Oblivious Transfer
What is Oblivious Transfer (OT)? A deep dive into the fundamental cryptography protocol for private choice. Learn how OT Extension powers modern privacy apps.
Oblivious Transfer is a lesser known but a fundamental building block that powers some of the most advanced privacy technologies. At its core, Oblivious Transfer (OT) is a two-party protocol that solves a simple problem of "private choice." It allows a Receiver to choose one out of a Sender's $N$ messages and receive it, with the absolute guarantee that the Sender learns nothing about the choice, and the Receiver learns nothing about the other $N-1$ messages.

1-out-of-2 OT
The most common and illustrative variant is the 1-out-of-2 Oblivious Transfer which is shown in the diagram above.
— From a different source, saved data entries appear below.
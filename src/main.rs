mod cli;
mod application;

use anyhow::Result;
use clap::Parser;
use cli::Cli;

fn main() -> Result<()> {
    tracing_subscriber::fmt()
        .with_env_filter(
            tracing_subscriber::EnvFilter::from_default_env()
                .add_directive("product_classifier=info".parse()?),
        )
        .init();

    let cli = Cli::parse();
    cli.run()
}
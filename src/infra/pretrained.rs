// ============================================================
// Pretrained Backbone Weights
// ============================================================
// Saves and restores FeatureExtractor parameters with Burn's
// CompactRecorder (MessagePack + gzip, half precision).
//
// Loading is the one-time initialisation step for transfer
// learning: rebuild the extractor from its config, then load
// the recorded parameters into it. Only the extractor is
// stored; the heads are always created fresh for the label
// vocabularies at hand.
//
// File naming: the recorder appends its own extension, so
//   PretrainedWeights::new("weights/resnet18")
// reads and writes  weights/resnet18.mpk.gz
//
// A path ending in .pt or .pth is read instead as a PyTorch
// state dict in torchvision's ResNet layout (see `torchvision_remaps`
// for the key mapping). BatchNorm weight/bias become gamma/beta,
// and keys with no counterpart (fc.*, num_batches_tracked) are
// ignored.
//
// A record whose parameter count disagrees with the config is
// refused, so a 64-channel file cannot be loaded into a
// 32-channel extractor.

use std::fs;
use std::path::{Path, PathBuf};

use burn::{
    prelude::*,
    record::{CompactRecorder, FullPrecisionSettings, Recorder},
};
use burn_import::pytorch::{LoadArgs, PyTorchFileRecorder};

use crate::error::{Error, Result};
use crate::ml::backbone::{FeatureExtractor, FeatureExtractorConfig};

pub struct PretrainedWeights {
    /// Path without the recorder's extension
    path: PathBuf,
}

impl PretrainedWeights {
    pub fn new(path: impl Into<PathBuf>) -> Self {
        Self { path: path.into() }
    }

    pub fn path(&self) -> &Path {
        &self.path
    }

    /// True when the path names a PyTorch state dict.
    pub fn is_torch_state_dict(&self) -> bool {
        matches!(
            self.path.extension().and_then(|e| e.to_str()),
            Some("pt") | Some("pth")
        )
    }

    /// Build an extractor from `config` and fill it with the
    /// recorded parameters.
    pub fn load<B: Backend>(
        &self,
        config: &FeatureExtractorConfig,
        device: &B::Device,
    ) -> Result<FeatureExtractor<B>> {
        let extractor = config.init::<B>(device)?;
        let expected  = extractor.num_params();

        let extractor = if self.is_torch_state_dict() {
            let args = torchvision_remaps(config)
                .into_iter()
                .fold(LoadArgs::new(self.path.clone()), |args, (pattern, replacement)| {
                    args.with_key_remap(&pattern, &replacement)
                });
            let record = PyTorchFileRecorder::<FullPrecisionSettings>::default()
                .load(args, device)
                .map_err(|e| self.error(e.to_string()))?;
            extractor.load_record(record)
        } else {
            extractor
                .load_file(self.path.clone(), &CompactRecorder::new(), device)
                .map_err(|e| self.error(e.to_string()))?
        };

        let found = extractor.num_params();
        if found != expected {
            return Err(self.error(format!(
                "record holds {found} parameters but the configured extractor has {expected}"
            )));
        }

        tracing::info!(
            "Loaded backbone weights from '{}' ({} parameters)",
            self.path.display(),
            found,
        );
        Ok(extractor)
    }

    /// Always writes the CompactRecorder format.
    pub fn save<B: Backend>(&self, extractor: &FeatureExtractor<B>) -> Result<()> {
        if let Some(parent) = self.path.parent().filter(|p| !p.as_os_str().is_empty()) {
            fs::create_dir_all(parent)
                .map_err(|source| Error::Io { path: parent.to_path_buf(), source })?;
        }

        extractor
            .clone()
            .save_file(self.path.clone(), &CompactRecorder::new())
            .map_err(|e| self.error(e.to_string()))?;

        tracing::debug!("Saved backbone weights to '{}'", self.path.display());
        Ok(())
    }

    fn error(&self, reason: String) -> Error {
        Error::Weights { path: self.path.clone(), reason }
    }
}

/// Key rewrites from torchvision's ResNet state dict to the
/// extractor's record, applied in order:
///
///   conv1.* / bn1.*               → stem_conv.* / stem_norm.*
///   layer{s}.{b}.*                → blocks.{flat index}.*
///   .bn1. / .bn2.                 → .norm1. / .norm2.
///   .downsample.0. / .downsample.1. → .downsample.conv. / .downsample.norm.
fn torchvision_remaps(config: &FeatureExtractorConfig) -> Vec<(String, String)> {
    let mut remaps = vec![
        (r"^conv1\.".to_string(), "stem_conv.".to_string()),
        (r"^bn1\.".to_string(), "stem_norm.".to_string()),
    ];

    let mut flat = 0;
    for (stage, &depth) in config.blocks_per_stage.iter().enumerate() {
        for block in 0..depth {
            remaps.push((format!(r"^layer{}\.{block}\.", stage + 1), format!("blocks.{flat}.")));
            flat += 1;
        }
    }

    remaps.extend([
        (r"\.bn([12])\.".to_string(), ".norm${1}.".to_string()),
        (r"\.downsample\.0\.".to_string(), ".downsample.conv.".to_string()),
        (r"\.downsample\.1\.".to_string(), ".downsample.norm.".to_string()),
    ]);
    remaps
}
Here, the Sender (Alice) has two messages, $m_0$ and $m_1$. The Receiver (Bob) has a choice bit, $c$, and wants to learn message $m_c$. While OT can be constructed from various public-key cryptosystems, the classic implementation is built upon the well-known RSA algorithm, whose security relies on the "trapdoor" property: it's easy to perform the public-key operation (encryption) but computationally impossible to reverse it (decrypt) without the secret private key.
An RSA-Based Implementation
The following protocol flow demonstrates how the mathematical properties of RSA can be leveraged to achieve the goals of OT.
Setup:
- Alice (Sender): Has two messages, $m_0$ and $m_1$, and the RSA public/private key pair $(N, e)$ and $d$.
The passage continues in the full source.